Claims
- 1. A method for improving performance for SQL queries, comprising:
obtaining multidimensional metadata associated with a cube model metadata object; automatically identifying one or more summary tables to be built based on the obtained multidimensional metadata; and automatically identifying one or more indexes to create based on the obtained multidimensional metadata.
- 2. The method of claim 1, wherein identifying the one or more summary tables is based on at least one of database statistics, sampling, query type, diskspace limitations, time limitations, and multidimensional regions to be optimized.
- 3. The method of claim 1, wherein identifying the one or more indexes is based on at least one of database statistics, sampling, query type, diskspace limitation, time limitations, and the generated one or more summary tables.
- 4. The method of claim 1, further comprising:
generating statements to be executed to create the one or more summary tables and the one or more indexes.
- 5. The method of claim 1, wherein at least one of the SQL queries is submitted by an on-line analytical processing system.
- 6. The method of claim 1, further comprising:
consolidating multiple hierarchies within each dimension; and replacing one or more of the consolidated multiple hierarchies with one or more virtual hierarchies that contain a set of attributes from one or more of the consolidated multiple hierarchies.

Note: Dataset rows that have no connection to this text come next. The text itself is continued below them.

//! # Middleware
//!
//! - `metrics`: in-process request counters exposed at `/metrics`.
//! - `tracing_layer`: per-request spans that never record the query string.

pub mod metrics;
pub mod tracing_layer;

- 7. The method of claim 1, further comprising:
defining a virtual hierarchy for each network hierarchy within the cube model metadata object, wherein each virtual hierarchy includes attributes from an associated network hierarchy in a selected order.
- 8. The method of claim 1, wherein identifying the one or more summary tables further comprises:
identifying the one or more summary tables without derivative measures.
- 9. The method of claim 1, wherein identifying the one or more summary tables further comprises:
rating effectiveness of a slice based on what coverage is provided by the slice and how much performance would improve with the use of the slice.
- 10. The method of claim 1, wherein identifying the one or more summary tables further comprises:
rating a cost of creating a slice within one of the summary tables based on one or more of an estimated number of rows in the slice, an estimated size of the slice, a maximum row width of the slice, a number of columns in the slice, and an amount of time required to build the slice.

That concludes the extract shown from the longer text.